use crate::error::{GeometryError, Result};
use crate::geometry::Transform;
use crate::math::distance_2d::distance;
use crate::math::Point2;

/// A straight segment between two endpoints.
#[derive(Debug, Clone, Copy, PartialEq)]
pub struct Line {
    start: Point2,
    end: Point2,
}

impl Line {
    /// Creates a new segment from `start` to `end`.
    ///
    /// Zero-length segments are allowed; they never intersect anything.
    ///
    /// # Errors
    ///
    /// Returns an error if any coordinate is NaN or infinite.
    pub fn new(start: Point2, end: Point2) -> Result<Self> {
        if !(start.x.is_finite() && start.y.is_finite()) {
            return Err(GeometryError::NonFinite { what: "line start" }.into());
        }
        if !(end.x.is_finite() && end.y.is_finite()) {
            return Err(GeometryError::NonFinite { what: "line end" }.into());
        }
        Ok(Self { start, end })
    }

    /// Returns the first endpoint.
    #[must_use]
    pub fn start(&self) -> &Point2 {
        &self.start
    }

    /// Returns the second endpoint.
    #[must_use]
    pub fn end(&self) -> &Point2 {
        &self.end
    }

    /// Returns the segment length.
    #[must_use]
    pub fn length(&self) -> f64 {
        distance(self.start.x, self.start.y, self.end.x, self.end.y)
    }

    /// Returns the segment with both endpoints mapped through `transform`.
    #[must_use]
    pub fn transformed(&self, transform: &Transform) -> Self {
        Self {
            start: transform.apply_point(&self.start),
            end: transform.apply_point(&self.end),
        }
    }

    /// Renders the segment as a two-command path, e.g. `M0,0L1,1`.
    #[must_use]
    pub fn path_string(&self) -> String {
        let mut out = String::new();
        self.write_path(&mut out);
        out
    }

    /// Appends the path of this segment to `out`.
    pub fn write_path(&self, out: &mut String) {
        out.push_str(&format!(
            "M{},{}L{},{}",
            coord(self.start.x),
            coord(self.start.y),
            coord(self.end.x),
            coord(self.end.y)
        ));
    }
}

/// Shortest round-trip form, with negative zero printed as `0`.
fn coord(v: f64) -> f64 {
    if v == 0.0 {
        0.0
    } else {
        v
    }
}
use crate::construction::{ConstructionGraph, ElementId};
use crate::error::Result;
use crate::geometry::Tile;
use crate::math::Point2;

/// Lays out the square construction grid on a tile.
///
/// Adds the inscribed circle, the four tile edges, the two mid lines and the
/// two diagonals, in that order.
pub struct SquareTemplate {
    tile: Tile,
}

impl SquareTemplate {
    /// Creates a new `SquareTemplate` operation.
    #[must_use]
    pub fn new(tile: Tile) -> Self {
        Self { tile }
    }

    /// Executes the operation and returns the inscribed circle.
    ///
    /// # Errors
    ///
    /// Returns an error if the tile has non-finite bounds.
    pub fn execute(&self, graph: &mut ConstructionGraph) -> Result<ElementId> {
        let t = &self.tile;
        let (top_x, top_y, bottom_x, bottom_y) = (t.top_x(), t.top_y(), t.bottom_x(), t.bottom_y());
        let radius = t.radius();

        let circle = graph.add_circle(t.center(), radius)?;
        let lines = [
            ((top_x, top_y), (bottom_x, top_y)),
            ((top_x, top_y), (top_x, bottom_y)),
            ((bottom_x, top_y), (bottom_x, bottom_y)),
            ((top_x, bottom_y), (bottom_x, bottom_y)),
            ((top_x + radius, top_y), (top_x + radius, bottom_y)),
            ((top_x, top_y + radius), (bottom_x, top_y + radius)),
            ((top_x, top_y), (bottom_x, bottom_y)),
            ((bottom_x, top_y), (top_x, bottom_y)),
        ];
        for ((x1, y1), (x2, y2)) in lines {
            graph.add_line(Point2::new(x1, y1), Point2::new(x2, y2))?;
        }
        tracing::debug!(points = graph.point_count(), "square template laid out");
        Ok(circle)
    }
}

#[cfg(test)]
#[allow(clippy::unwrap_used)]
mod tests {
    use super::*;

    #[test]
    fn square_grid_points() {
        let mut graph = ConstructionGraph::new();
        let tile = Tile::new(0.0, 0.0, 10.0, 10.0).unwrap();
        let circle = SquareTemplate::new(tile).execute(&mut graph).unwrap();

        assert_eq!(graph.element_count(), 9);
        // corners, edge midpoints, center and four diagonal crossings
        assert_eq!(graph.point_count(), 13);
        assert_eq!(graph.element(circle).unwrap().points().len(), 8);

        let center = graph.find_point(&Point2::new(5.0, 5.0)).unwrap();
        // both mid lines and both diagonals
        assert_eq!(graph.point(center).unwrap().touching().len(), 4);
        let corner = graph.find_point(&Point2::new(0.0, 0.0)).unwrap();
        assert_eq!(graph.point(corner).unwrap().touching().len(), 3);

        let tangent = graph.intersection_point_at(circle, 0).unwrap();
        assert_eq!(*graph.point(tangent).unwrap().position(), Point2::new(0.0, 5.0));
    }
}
---
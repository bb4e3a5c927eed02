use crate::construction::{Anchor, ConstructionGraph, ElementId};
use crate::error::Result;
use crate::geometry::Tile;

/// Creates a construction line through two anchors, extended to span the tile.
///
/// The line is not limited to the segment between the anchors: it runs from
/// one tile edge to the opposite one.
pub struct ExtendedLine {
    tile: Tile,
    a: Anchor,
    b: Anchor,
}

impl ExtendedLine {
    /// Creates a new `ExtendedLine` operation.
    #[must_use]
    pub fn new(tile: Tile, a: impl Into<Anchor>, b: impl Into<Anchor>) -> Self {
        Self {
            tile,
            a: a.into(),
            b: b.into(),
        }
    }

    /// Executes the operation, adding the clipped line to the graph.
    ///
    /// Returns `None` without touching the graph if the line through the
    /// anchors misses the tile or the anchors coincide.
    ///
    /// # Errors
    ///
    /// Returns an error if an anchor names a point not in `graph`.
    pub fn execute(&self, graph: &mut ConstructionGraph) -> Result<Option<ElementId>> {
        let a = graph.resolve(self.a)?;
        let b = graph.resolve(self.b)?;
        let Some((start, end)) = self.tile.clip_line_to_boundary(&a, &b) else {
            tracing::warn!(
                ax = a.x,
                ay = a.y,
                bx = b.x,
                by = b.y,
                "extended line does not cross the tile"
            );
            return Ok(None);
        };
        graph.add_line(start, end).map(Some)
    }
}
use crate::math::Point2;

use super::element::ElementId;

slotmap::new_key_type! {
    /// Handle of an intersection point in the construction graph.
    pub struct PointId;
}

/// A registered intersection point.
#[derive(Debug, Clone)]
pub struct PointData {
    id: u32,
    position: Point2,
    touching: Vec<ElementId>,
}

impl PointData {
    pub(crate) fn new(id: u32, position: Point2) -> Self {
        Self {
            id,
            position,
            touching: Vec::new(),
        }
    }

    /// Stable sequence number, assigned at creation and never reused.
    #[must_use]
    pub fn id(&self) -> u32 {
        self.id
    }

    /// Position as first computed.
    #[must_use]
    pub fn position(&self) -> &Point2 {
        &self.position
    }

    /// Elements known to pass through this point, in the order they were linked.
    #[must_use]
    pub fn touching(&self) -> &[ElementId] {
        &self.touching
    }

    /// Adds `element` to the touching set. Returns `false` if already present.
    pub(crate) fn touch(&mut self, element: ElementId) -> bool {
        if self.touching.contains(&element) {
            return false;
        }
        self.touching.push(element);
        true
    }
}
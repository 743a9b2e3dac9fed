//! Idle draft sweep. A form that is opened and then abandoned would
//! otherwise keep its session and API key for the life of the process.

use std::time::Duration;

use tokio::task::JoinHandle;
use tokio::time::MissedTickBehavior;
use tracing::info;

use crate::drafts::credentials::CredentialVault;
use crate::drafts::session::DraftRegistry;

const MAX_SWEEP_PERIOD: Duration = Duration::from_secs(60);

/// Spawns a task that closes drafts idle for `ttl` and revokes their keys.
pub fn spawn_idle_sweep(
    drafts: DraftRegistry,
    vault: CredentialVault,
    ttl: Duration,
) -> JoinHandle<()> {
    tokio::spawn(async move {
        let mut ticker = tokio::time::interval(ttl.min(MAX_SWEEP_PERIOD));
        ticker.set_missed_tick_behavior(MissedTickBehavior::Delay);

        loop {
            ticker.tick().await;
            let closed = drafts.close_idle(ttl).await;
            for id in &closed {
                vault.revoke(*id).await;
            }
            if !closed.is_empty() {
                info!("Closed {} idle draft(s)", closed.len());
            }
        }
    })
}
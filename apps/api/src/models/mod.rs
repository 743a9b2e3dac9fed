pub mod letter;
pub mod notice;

◆ **Work item**
When the word "ConstructionGraph" appears in a line of the listing, pull that line out.

◆ **Task result**
use crate::construction::{ConstructionGraph, ElementId};
    pub fn execute(&self, graph: &mut ConstructionGraph) -> Result<ElementId> {
        let mut graph = ConstructionGraph::new();
use crate::construction::{Anchor, ConstructionGraph, ElementId};
    pub fn execute(&self, graph: &mut ConstructionGraph) -> Result<Option<ElementId>> {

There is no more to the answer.